Il DNA di un Artista
Un uomo può crescere solo se è consapevole delle proprie radici. Antoine Dufilho conosce bene le sue — affondano profondamente nell’arte e nella medicina. Le sue opere ne sono la prova.
Da bambino, Antoine Dufilho fu introdotto alle arti visive dal suo prozio, attore, pittore e scultore. Più tardi, gli studi di medicina gli permisero di esplorare la meccanica del corpo umano.
Dopo tre anni, capì che quel percorso, pur insegnandogli la disciplina, soffocava la sua creatività traboccante. Decise quindi di dedicarsi all’architettura, disciplina che lo portò a sviluppare un nuovo approccio alla scultura.
Sviluppò un particolare interesse per le strutture architettoniche: una volta esposte, queste rivelano un ritmo fatto di pieni e vuoti, conferendo leggerezza e dinamismo alla forma complessiva.
Dopo essersi laureato presso la Scuola di Architettura e Paesaggio di Lille, costruì da zero il proprio laboratorio nella campagna nei pressi della città, utilizzando container marittimi — uno spazio in cui oggi realizza tutte le sue opere.
Antoine Dufilho è un autodidatta. Ha sperimentato varie tecniche come la fusione e la saldatura, sviluppando progressivamente l’estetica del suo linguaggio artistico.
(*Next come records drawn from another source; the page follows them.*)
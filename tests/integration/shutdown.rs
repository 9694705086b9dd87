//! Graceful shutdown integration tests.
//!
//! Tests that verify the scheduler waits for dispatched runs to complete
//! before exiting.

use crate::common::{start_automation, wait_for_run_status, RecordingHandler};
use netrun::automation::RunOptions;
use netrun::scheduler::{InMemoryScheduleStore, SchedulerState};
use netrun::storage::RunStatus;
use netrun::testing::TestHarness;
use netrun::{Event, JobId, Scheduler, Storage};
use std::sync::Arc;
use std::time::Duration;

/// Test: Shutdown waits for a dispatched run to finish.
#[tokio::test]
async fn test_shutdown_waits_for_running_job() {
    let harness = TestHarness::new();
    harness.add_service("slow", true);
    harness.driver().set_delay(Duration::from_millis(300));
    let recorder = RecordingHandler::new();
    harness.engine().event_bus().register(recorder.clone()).await;
    let (automation, task) = start_automation(&harness).await;

    let response = automation
        .run_job(
            &JobId::new("slow"),
            RunOptions {
                asynchronous: true,
                ..Default::default()
            },
        )
        .await
        .unwrap();
    wait_for_run_status(
        harness.storage().as_ref(),
        &response.runtime,
        RunStatus::Running,
        Duration::from_secs(2),
    )
    .await;

    automation.scheduler().shutdown().await.unwrap();
    task.await.unwrap();

    let run = harness.storage().get_run(&response.runtime).await.unwrap();
    assert_eq!(run.status, RunStatus::Completed);
    assert!(
        recorder
            .count(|e| matches!(e, Event::JobCompleted { success: true, .. }))
            .await
            >= 1
    );
}

/// Test: Shutdown gives up on runs that outlive the timeout.
#[tokio::test]
async fn test_shutdown_timeout() {
    let harness = TestHarness::new();
    harness.add_service("stuck", true);
    harness.driver().set_delay(Duration::from_secs(10));
    let scheduler = Scheduler::new(
        Arc::clone(harness.engine()),
        Arc::new(InMemoryScheduleStore::new()),
    )
    .with_tick_interval(Duration::from_millis(50))
    .with_shutdown_timeout(Duration::from_millis(200));
    let (handle, task) = scheduler.start().await;

    handle
        .run_now("stuck", netrun::RunRequest::new())
        .await
        .unwrap();
    tokio::time::sleep(Duration::from_millis(50)).await;

    let started = tokio::time::Instant::now();
    handle.shutdown().await.unwrap();
    task.await.unwrap();

    assert!(started.elapsed() < Duration::from_secs(5));
    assert_eq!(handle.state().await, SchedulerState::Stopped);
}

/// Test: Commands after shutdown fail instead of hanging.
#[tokio::test]
async fn test_commands_after_shutdown_fail() {
    let harness = TestHarness::new();
    let (automation, task) = start_automation(&harness).await;
    let handle = automation.scheduler().clone();

    handle.shutdown().await.unwrap();
    task.await.unwrap();

    assert!(handle.list().await.is_err());
    assert!(automation.pause_all().await.is_err());
}
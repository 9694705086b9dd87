//! Result queries, comparison and cleanup through the controller.

use crate::common::{start_automation, stop};
use netrun::automation::{AutomationError, RunOptions};
use netrun::results::{DeviceSelector, ResultSource, RuntimeScope, Tag};
use netrun::testing::TestHarness;
use netrun::{DeviceId, JobId, Runtime, Storage};
use serde_json::{json, Map};

fn options(payload: serde_json::Value) -> RunOptions {
    let payload: Map<String, serde_json::Value> = match payload {
        serde_json::Value::Object(map) => map,
        _ => Map::new(),
    };
    RunOptions {
        payload,
        targets: Some(vec![DeviceId::new("r1"), DeviceId::new("r2")]),
        ..Default::default()
    }
}

#[tokio::test]
async fn test_compare_device_output_across_runs() {
    let harness = TestHarness::new().with_devices(["r1", "r2"]);
    harness.add_service("backup", false);
    let (automation, task) = start_automation(&harness).await;
    let backup = JobId::new("backup");

    let first = automation
        .run_job(&backup, options(json!({})))
        .await
        .unwrap();
    let second = automation
        .run_job(&backup, options(json!({"config": "changed"})))
        .await
        .unwrap();

    let source = |runtime: &Runtime| ResultSource::Service {
        service: backup.clone(),
        runtime: runtime.clone(),
        device: DeviceSelector::Device(DeviceId::new("r1")),
    };
    let comparison = automation
        .compare_results(&source(&first.runtime), &source(&second.runtime))
        .await
        .unwrap();
    assert!(comparison.opcodes.iter().any(|op| op.tag != Tag::Equal));
    assert!(comparison.second.iter().any(|line| line.contains("config")));
    assert!(!comparison.first.iter().any(|line| line.contains("config")));

    let same = automation
        .compare_results(&source(&first.runtime), &source(&first.runtime))
        .await
        .unwrap();
    assert!(same.opcodes.iter().all(|op| op.tag == Tag::Equal));

    stop(automation, task).await;
}

#[tokio::test]
async fn test_compare_missing_side_is_not_found() {
    let harness = TestHarness::new().with_devices(["r1"]);
    harness.add_service("backup", false);
    let (automation, task) = start_automation(&harness).await;

    let source = ResultSource::Device {
        device: DeviceId::new("r1"),
        runtime: Runtime::new("1999-01-01 00:00:00.000000"),
    };
    let err = automation
        .compare_results(&source, &source)
        .await
        .unwrap_err();
    assert!(matches!(err, AutomationError::NotFound(_)));
    assert_eq!(err.code(), "NOT_FOUND");

    stop(automation, task).await;
}

#[tokio::test]
async fn test_runtimes_and_device_choices() {
    let harness = TestHarness::new().with_devices(["r1", "r2"]);
    harness.add_service("backup", false);
    let (automation, task) = start_automation(&harness).await;
    let backup = JobId::new("backup");

    let first = automation.run_job(&backup, options(json!({}))).await.unwrap();
    let second = automation.run_job(&backup, options(json!({}))).await.unwrap();

    let runtimes = automation
        .get_runtimes(&RuntimeScope::Job(backup.clone()))
        .await
        .unwrap();
    assert_eq!(runtimes, vec![first.runtime.clone(), second.runtime.clone()]);
    let by_device = automation
        .get_runtimes(&RuntimeScope::Device(DeviceId::new("r2")))
        .await
        .unwrap();
    assert_eq!(by_device.len(), 2);

    let devices = automation
        .get_device_list(&first.runtime, Some(&backup))
        .await
        .unwrap();
    let values: Vec<_> = devices.iter().map(|(value, _)| value.as_str()).collect();
    assert!(values.contains(&"r1"));
    assert!(values.contains(&"r2"));

    stop(automation, task).await;
}

#[tokio::test]
async fn test_clear_results_and_reset_status() {
    let harness = TestHarness::new().with_devices(["r1", "r2"]);
    harness.add_service("backup", false);
    let (automation, task) = start_automation(&harness).await;
    let backup = JobId::new("backup");

    let response = automation.run_job(&backup, options(json!({}))).await.unwrap();
    // One global result and one per device.
    assert_eq!(automation.clear_results(&backup).await.unwrap(), 3);
    assert!(automation
        .get_results(&ResultSource::Service {
            service: backup.clone(),
            runtime: response.runtime.clone(),
            device: DeviceSelector::Global,
        })
        .await
        .unwrap()
        .is_none());

    harness
        .storage()
        .set_job_status(&backup, netrun::JobStatus::Running)
        .await
        .unwrap();
    assert_eq!(automation.reset_status().await.unwrap(), 1);
    assert!(automation
        .run_job(&backup, options(json!({})))
        .await
        .is_ok());

    stop(automation, task).await;
}
//! Network devices and dynamic device pools.

use regex::Regex;
use serde::{Deserialize, Serialize};
use std::collections::BTreeMap;
use thiserror::Error;

use super::types::{DeviceId, PoolId};

/// Errors raised while evaluating pool filters.
#[derive(Debug, Error)]
pub enum PoolError {
    /// A regex criterion failed to compile.
    #[error("pool '{pool}': invalid regex for '{property}': {reason}")]
    InvalidRegex {
        pool: PoolId,
        property: String,
        reason: String,
    },
}

/// A network device that services run against.
#[derive(Debug, Clone, PartialEq, Serialize, Deserialize)]
pub struct Device {
    pub id: DeviceId,
    pub name: String,
    #[serde(default)]
    pub ip_address: String,
    #[serde(default)]
    pub vendor: String,
    #[serde(default)]
    pub operating_system: String,
    #[serde(default)]
    pub model: String,
    #[serde(default)]
    pub location: String,
    /// Free-form properties, matchable by pool criteria.
    #[serde(default)]
    pub properties: BTreeMap<String, String>,
}

impl Device {
    pub fn new(id: impl Into<String>, name: impl Into<String>) -> Self {
        Self {
            id: DeviceId::new(id),
            name: name.into(),
            ip_address: String::new(),
            vendor: String::new(),
            operating_system: String::new(),
            model: String::new(),
            location: String::new(),
            properties: BTreeMap::new(),
        }
    }

    pub fn with_ip(mut self, ip_address: impl Into<String>) -> Self {
        self.ip_address = ip_address.into();
        self
    }

    pub fn with_property(mut self, key: impl Into<String>, value: impl Into<String>) -> Self {
        let key = key.into();
        let value = value.into();
        match key.as_str() {
            "vendor" => self.vendor = value,
            "operating_system" => self.operating_system = value,
            "model" => self.model = value,
            "location" => self.location = value,
            _ => {
                self.properties.insert(key, value);
            }
        }
        self
    }

    /// Look up a named attribute, falling back to free-form properties.
    pub fn property(&self, name: &str) -> Option<&str> {
        match name {
            "id" => Some(self.id.as_str()),
            "name" => Some(&self.name),
            "ip_address" => Some(&self.ip_address),
            "vendor" => Some(&self.vendor),
            "operating_system" => Some(&self.operating_system),
            "model" => Some(&self.model),
            "location" => Some(&self.location),
            other => self.properties.get(other).map(String::as_str),
        }
    }
}

/// How a criterion value is compared to a device property.
#[derive(Debug, Clone, Copy, Default, PartialEq, Eq, Serialize, Deserialize)]
#[serde(rename_all = "lowercase")]
pub enum MatchKind {
    #[default]
    Equality,
    Inclusion,
    Regex,
}

/// How criteria are combined.
#[derive(Debug, Clone, Copy, Default, PartialEq, Eq, Serialize, Deserialize)]
#[serde(rename_all = "lowercase")]
pub enum MatchMode {
    #[default]
    All,
    Any,
}

/// One property test of a pool filter.
#[derive(Debug, Clone, PartialEq, Serialize, Deserialize)]
pub struct Criterion {
    pub property: String,
    pub value: String,
    #[serde(default)]
    pub kind: MatchKind,
}

/// A named, dynamically computed device group.
#[derive(Debug, Clone, PartialEq, Serialize, Deserialize)]
pub struct Pool {
    pub id: PoolId,
    pub name: String,
    #[serde(default)]
    pub mode: MatchMode,
    #[serde(default)]
    pub criteria: Vec<Criterion>,
    /// Snapshot of the last computed membership. Never used for resolution.
    #[serde(default, skip_serializing_if = "Vec::is_empty")]
    pub cached_members: Vec<DeviceId>,
}

impl Pool {
    pub fn new(id: impl Into<String>, name: impl Into<String>) -> Self {
        Self {
            id: PoolId::new(id),
            name: name.into(),
            mode: MatchMode::All,
            criteria: Vec::new(),
            cached_members: Vec::new(),
        }
    }

    pub fn with_mode(mut self, mode: MatchMode) -> Self {
        self.mode = mode;
        self
    }

    pub fn with_criterion(
        mut self,
        property: impl Into<String>,
        value: impl Into<String>,
        kind: MatchKind,
    ) -> Self {
        self.criteria.push(Criterion {
            property: property.into(),
            value: value.into(),
            kind,
        });
        self
    }

    /// Check that every regex criterion compiles.
    pub fn validate(&self) -> Result<(), PoolError> {
        self.compiled().map(|_| ())
    }

    fn compiled(&self) -> Result<Vec<(&Criterion, Option<Regex>)>, PoolError> {
        self.criteria
            .iter()
            .map(|criterion| {
                let regex = match criterion.kind {
                    MatchKind::Regex => Some(Regex::new(&criterion.value).map_err(|e| {
                        PoolError::InvalidRegex {
                            pool: self.id.clone(),
                            property: criterion.property.clone(),
                            reason: e.to_string(),
                        }
                    })?),
                    _ => None,
                };
                Ok((criterion, regex))
            })
            .collect()
    }

    /// Compute the current membership of this pool over `devices`.
    ///
    /// A pool with no criteria matches nothing.
    pub fn compute_pool<'a, I>(&self, devices: I) -> Result<Vec<DeviceId>, PoolError>
    where
        I: IntoIterator<Item = &'a Device>,
    {
        let compiled = self.compiled()?;
        if compiled.is_empty() {
            return Ok(Vec::new());
        }

        let matches = |device: &Device| {
            let mut results = compiled.iter().map(|(criterion, regex)| {
                let Some(actual) = device.property(&criterion.property) else {
                    return false;
                };
                match (criterion.kind, regex) {
                    (MatchKind::Equality, _) => actual == criterion.value,
                    (MatchKind::Inclusion, _) => actual.contains(&criterion.value),
                    (MatchKind::Regex, Some(regex)) => regex.is_match(actual),
                    (MatchKind::Regex, None) => false,
                }
            });
            match self.mode {
                MatchMode::All => results.all(|m| m),
                MatchMode::Any => results.any(|m| m),
            }
        };

        Ok(devices
            .into_iter()
            .filter(|device| matches(device))
            .map(|device| device.id.clone())
            .collect())
    }
}
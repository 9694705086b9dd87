//! Workflow graphs: member jobs connected by typed edges.
//!
//! Unlike a DAG, a workflow graph may contain cycles and convergent paths.
//! The run engine walks it once per run, visiting each member at most once.

use chrono::{DateTime, Utc};
use serde::{Deserialize, Serialize};
use std::collections::HashSet;
use std::fmt;
use thiserror::Error;

use super::types::JobId;

/// Errors that can occur when editing or validating a workflow graph.
#[derive(Debug, Error)]
pub enum WorkflowError {
    /// An edge or operation referenced a job outside the workflow.
    #[error("job '{job}' is not a member of workflow '{workflow}'")]
    NotAMember { workflow: JobId, job: JobId },

    /// An edge with the same derived name already exists.
    #[error("duplicate edge: {0}")]
    DuplicateEdge(String),

    /// No edge with that name exists.
    #[error("edge not found: {0}")]
    EdgeNotFound(String),

    /// An edge name does not match its endpoints.
    #[error("edge '{found}' should be named '{expected}'")]
    MisnamedEdge { found: String, expected: String },

    /// The walk has nowhere to begin.
    #[error("workflow '{0}' has no start point")]
    NoStartPoint(JobId),
}

/// Branch condition carried by an edge.
#[derive(Debug, Clone, Copy, PartialEq, Eq, Hash, Serialize, Deserialize)]
#[serde(rename_all = "lowercase")]
pub enum EdgeSubtype {
    /// Followed when the source succeeded.
    Success,
    /// Followed when the source failed.
    Failure,
    /// Followed regardless of outcome.
    Always,
}

impl EdgeSubtype {
    /// Whether an edge of this subtype is followed for the given outcome.
    pub fn matches(self, success: bool) -> bool {
        match self {
            Self::Success => success,
            Self::Failure => !success,
            Self::Always => true,
        }
    }

    pub fn as_str(self) -> &'static str {
        match self {
            Self::Success => "success",
            Self::Failure => "failure",
            Self::Always => "always",
        }
    }
}

impl fmt::Display for EdgeSubtype {
    fn fmt(&self, f: &mut fmt::Formatter<'_>) -> fmt::Result {
        f.write_str(self.as_str())
    }
}

/// A directed, typed edge between two members of a workflow.
#[derive(Debug, Clone, PartialEq, Eq, Hash, Serialize, Deserialize)]
pub struct WorkflowEdge {
    pub name: String,
    pub subtype: EdgeSubtype,
    pub source: JobId,
    pub destination: JobId,
}

impl WorkflowEdge {
    /// Derive the unique name of an edge.
    pub fn derive_name(
        workflow: &JobId,
        subtype: EdgeSubtype,
        source: &JobId,
        destination: &JobId,
    ) -> String {
        format!("{}-{}:{}->{}", workflow, subtype, source, destination)
    }

    pub fn new(
        workflow: &JobId,
        subtype: EdgeSubtype,
        source: JobId,
        destination: JobId,
    ) -> Self {
        Self {
            name: Self::derive_name(workflow, subtype, &source, &destination),
            subtype,
            source,
            destination,
        }
    }

    fn touches(&self, job: &JobId) -> bool {
        &self.source == job || &self.destination == job
    }
}

fn default_true() -> bool {
    true
}

/// The graph owned by a workflow job.
#[derive(Debug, Clone, PartialEq, Serialize, Deserialize)]
pub struct Workflow {
    /// Identity of the owning job; part of every edge name.
    pub id: JobId,
    /// Member jobs, in insertion order.
    #[serde(default)]
    jobs: Vec<JobId>,
    #[serde(default)]
    edges: Vec<WorkflowEdge>,
    #[serde(default)]
    pub last_modified: Option<DateTime<Utc>>,
    /// Children run against the workflow's targets instead of their own.
    #[serde(default = "default_true")]
    pub use_workflow_targets: bool,
}

impl Workflow {
    pub fn new(id: impl Into<JobId>) -> Self {
        Self {
            id: id.into(),
            jobs: Vec::new(),
            edges: Vec::new(),
            last_modified: None,
            use_workflow_targets: true,
        }
    }

    pub fn jobs(&self) -> &[JobId] {
        &self.jobs
    }

    pub fn edges(&self) -> &[WorkflowEdge] {
        &self.edges
    }

    pub fn contains(&self, job: &JobId) -> bool {
        self.jobs.contains(job)
    }

    pub fn edge(&self, name: &str) -> Option<&WorkflowEdge> {
        self.edges.iter().find(|edge| edge.name == name)
    }

    fn touch(&mut self) {
        self.last_modified = Some(Utc::now());
    }

    /// Add a member. Returns false if it was already present.
    pub fn add_job(&mut self, job: JobId) -> bool {
        if self.contains(&job) {
            return false;
        }
        self.jobs.push(job);
        self.touch();
        true
    }

    /// Remove a member and every edge where it is source or destination.
    ///
    /// Returns the removed edges.
    pub fn remove_job(&mut self, job: &JobId) -> Result<Vec<WorkflowEdge>, WorkflowError> {
        if !self.contains(job) {
            return Err(self.not_a_member(job));
        }
        self.jobs.retain(|member| member != job);
        let (removed, kept): (Vec<_>, Vec<_>) = std::mem::take(&mut self.edges)
            .into_iter()
            .partition(|edge| edge.touches(job));
        self.edges = kept;
        self.touch();
        Ok(removed)
    }

    /// Add an edge between two members.
    pub fn add_edge(
        &mut self,
        subtype: EdgeSubtype,
        source: JobId,
        destination: JobId,
    ) -> Result<&WorkflowEdge, WorkflowError> {
        for endpoint in [&source, &destination] {
            if !self.contains(endpoint) {
                return Err(self.not_a_member(endpoint));
            }
        }
        let edge = WorkflowEdge::new(&self.id, subtype, source, destination);
        if self.edge(&edge.name).is_some() {
            return Err(WorkflowError::DuplicateEdge(edge.name));
        }
        self.edges.push(edge);
        self.touch();
        let index = self.edges.len() - 1;
        Ok(&self.edges[index])
    }

    /// Remove an edge by name.
    pub fn remove_edge(&mut self, name: &str) -> Result<WorkflowEdge, WorkflowError> {
        let index = self
            .edges
            .iter()
            .position(|edge| edge.name == name)
            .ok_or_else(|| WorkflowError::EdgeNotFound(name.to_string()))?;
        let edge = self.edges.remove(index);
        self.touch();
        Ok(edge)
    }

    /// Record a layout change.
    pub fn reposition(&mut self) {
        self.touch();
    }

    /// Edges leaving `job`, in insertion order.
    pub fn outgoing<'a>(&'a self, job: &'a JobId) -> impl Iterator<Item = &'a WorkflowEdge> {
        self.edges.iter().filter(move |edge| &edge.source == job)
    }

    /// Members with no incoming edge, in member order.
    pub fn roots(&self) -> Vec<JobId> {
        let targeted: HashSet<&JobId> = self.edges.iter().map(|e| &e.destination).collect();
        self.jobs
            .iter()
            .filter(|job| !targeted.contains(job))
            .cloned()
            .collect()
    }

    /// Jobs a run begins from.
    ///
    /// An empty or absent request falls back to [`Workflow::roots`]. An empty
    /// workflow has nothing to run and yields no start points.
    pub fn start_points(&self, requested: Option<&[JobId]>) -> Result<Vec<JobId>, WorkflowError> {
        if self.jobs.is_empty() {
            return Ok(Vec::new());
        }
        let points = match requested {
            Some(points) if !points.is_empty() => {
                let mut unique = Vec::with_capacity(points.len());
                for point in points {
                    if !self.contains(point) {
                        return Err(self.not_a_member(point));
                    }
                    if !unique.contains(point) {
                        unique.push(point.clone());
                    }
                }
                unique
            }
            _ => self.roots(),
        };
        if points.is_empty() {
            return Err(WorkflowError::NoStartPoint(self.id.clone()));
        }
        Ok(points)
    }

    /// Check that every edge references members and carries its derived name.
    pub fn validate(&self) -> Result<(), WorkflowError> {
        for edge in &self.edges {
            for endpoint in [&edge.source, &edge.destination] {
                if !self.contains(endpoint) {
                    return Err(self.not_a_member(endpoint));
                }
            }
            let expected =
                WorkflowEdge::derive_name(&self.id, edge.subtype, &edge.source, &edge.destination);
            if edge.name != expected {
                return Err(WorkflowError::MisnamedEdge {
                    found: edge.name.clone(),
                    expected,
                });
            }
        }
        let mut seen = HashSet::new();
        for edge in &self.edges {
            if !seen.insert(&edge.name) {
                return Err(WorkflowError::DuplicateEdge(edge.name.clone()));
            }
        }
        Ok(())
    }

    /// Copy this graph under a new identity, renaming every edge.
    pub fn duplicate(&self, new_id: impl Into<JobId>) -> Self {
        let id = new_id.into();
        let edges = self
            .edges
            .iter()
            .map(|edge| {
                WorkflowEdge::new(
                    &id,
                    edge.subtype,
                    edge.source.clone(),
                    edge.destination.clone(),
                )
            })
            .collect();
        Self {
            id,
            jobs: self.jobs.clone(),
            edges,
            last_modified: Some(Utc::now()),
            use_workflow_targets: self.use_workflow_targets,
        }
    }

    fn not_a_member(&self, job: &JobId) -> WorkflowError {
        WorkflowError::NotAMember {
            workflow: self.id.clone(),
            job: job.clone(),
        }
    }
}
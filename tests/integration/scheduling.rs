//! Scheduled task integration tests.
//!
//! Tasks created through the controller fire into the run engine with
//! freshly resolved targets.

use crate::common::{start_automation, stop, wait_for_runs, RecordingHandler};
use netrun::core::device::{Device, MatchKind, Pool};
use netrun::core::trigger::{FrequencyUnit, TriggerSpec};
use netrun::storage::{DeviceFilter, ResultFilter};
use netrun::testing::TestHarness;
use netrun::{Event, JobId, Storage, Task, TaskAction};
use std::time::Duration;

#[tokio::test]
async fn test_task_fires_against_pool_members() {
    let harness = TestHarness::new();
    harness.add_device(Device::new("r1", "r1").with_property("vendor", "Cisco"));
    harness.add_device(Device::new("r2", "r2").with_property("vendor", "Juniper"));
    harness
        .catalog()
        .insert_pool(Pool::new("cisco", "Cisco").with_criterion("vendor", "Cisco", MatchKind::Equality))
        .unwrap();
    harness.add_service("backup", false);
    let recorder = RecordingHandler::new();
    harness.engine().event_bus().register(recorder.clone()).await;
    let (automation, task) = start_automation(&harness).await;

    automation
        .create_task(
            Task::new("every-second", "Every second", "backup", TriggerSpec::every(1, FrequencyUnit::Seconds))
                .with_pools(["cisco"])
                .active(),
        )
        .await
        .unwrap();

    let runs = wait_for_runs(
        harness.storage().as_ref(),
        &JobId::new("backup"),
        1,
        Duration::from_secs(5),
    )
    .await;
    automation
        .task_action(&"every-second".into(), TaskAction::Pause)
        .await
        .unwrap();
    stop(automation, task).await;

    let run = &runs[0];
    assert_eq!(run.task_id.as_ref().map(|t| t.as_str()), Some("every-second"));
    let devices = harness
        .storage()
        .list_results(
            &ResultFilter::new()
                .runtime(run.runtime.clone())
                .device(DeviceFilter::AnyDevice),
        )
        .await
        .unwrap();
    assert_eq!(devices.len(), 1);
    assert_eq!(devices[0].device_id.as_ref().map(|d| d.as_str()), Some("r1"));
    assert!(recorder.count(|e| matches!(e, Event::TaskFired { .. })).await >= 1);
}

#[tokio::test]
async fn test_pool_membership_is_resolved_at_fire_time() {
    let harness = TestHarness::new();
    harness.add_device(Device::new("r1", "r1").with_property("vendor", "Cisco"));
    harness
        .catalog()
        .insert_pool(Pool::new("cisco", "Cisco").with_criterion("vendor", "Cisco", MatchKind::Equality))
        .unwrap();
    harness.add_service("backup", false);
    let (automation, task) = start_automation(&harness).await;

    let created = automation
        .create_task(
            Task::new("nightly", "Nightly", "backup", TriggerSpec::every(1, FrequencyUnit::Hours))
                .with_pools(["cisco"]),
        )
        .await
        .unwrap();
    assert_eq!(automation.compute_targets(&created.id).await.unwrap().len(), 1);

    harness.add_device(Device::new("r9", "r9").with_property("vendor", "Cisco"));
    let targets = automation.compute_targets(&created.id).await.unwrap();
    assert_eq!(targets.len(), 2);

    stop(automation, task).await;
}

#[tokio::test]
async fn test_paused_task_does_not_fire() {
    let harness = TestHarness::new();
    harness.add_service("ping", true);
    let (automation, task) = start_automation(&harness).await;

    automation
        .create_task(
            Task::new("fast", "Fast", "ping", TriggerSpec::every(1, FrequencyUnit::Seconds)).active(),
        )
        .await
        .unwrap();
    automation
        .task_action(&"fast".into(), TaskAction::Pause)
        .await
        .unwrap();

    tokio::time::sleep(Duration::from_millis(1500)).await;
    assert!(harness.driver().calls().is_empty());
    assert_eq!(automation.next_run_time(&"fast".into()).await.unwrap(), None);

    stop(automation, task).await;
}

#[tokio::test]
async fn test_deleting_task_keeps_in_flight_run() {
    let harness = TestHarness::new();
    harness.add_service("slow", true);
    harness.driver().set_delay(Duration::from_millis(400));
    let (automation, task) = start_automation(&harness).await;

    automation
        .create_task(Task::new("once", "Once", "slow", TriggerSpec::immediate()).active())
        .await
        .unwrap();
    let runs = wait_for_runs(
        harness.storage().as_ref(),
        &JobId::new("slow"),
        1,
        Duration::from_secs(5),
    )
    .await;

    automation
        .task_action(&"once".into(), TaskAction::Delete)
        .await
        .unwrap();
    stop(automation, task).await;

    let run = harness.storage().get_run(&runs[0].runtime).await.unwrap();
    assert_eq!(run.success, Some(true));
    assert!(harness.storage().list_tasks().await.unwrap().is_empty());
}
//! Job execution.
//!
//! This module provides the run engine, the device driver seam with its
//! built-in drivers, and the per-runtime log buffers.

mod command;
mod driver;
mod engine;
mod logs;

pub use command::CommandDriver;
pub use driver::{DeviceDriver, DriverError, DriverOutput, DriverRegistry, DriverRequest, NoopDriver};
pub use engine::{
    EngineError, NodeState, RunEngine, RunOutcome, RunRequest, DEFAULT_WORKER_POOL_SIZE,
};
pub use logs::{RunLogger, RunLogs, DEFAULT_LOG_RETENTION};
Dal 2012 si dedica completamente alla sua arte, continuando a far evolvere il proprio stile grazie all’ispirazione e al tempo. Poco a poco, è emerso un tratto distintivo, e le sue opere hanno cominciato ad attirare l’attenzione. Oggi è rappresentato in oltre 65 gallerie ed espone sia in Francia che a livello internazionale.
Una Passione di Famiglia
Tra i nomi Dufilho e Bugatti esiste un legame tessuto attraverso la passione condivisa di più generazioni. Tutto inizia con Jacques — il prozio di Antoine — che ebbe la fortuna di collezionare automobili Bugatti. Questa passione fu trasmessa a suo nipote e, naturalmente, il testimone passò ad Antoine.
Questo amore, unito a una visione artistica dell’automobile, lo ha portato a creare sculture automobilistiche. Cominciò lavorando l’alluminio per scolpire la Bugatti Type 37 — uno dei gioielli custoditi nel garage del prozio.
Oggi la sua collezione include numerosi modelli, tutti riconoscibili per l’inconfondibile firma stilistica dell’artista.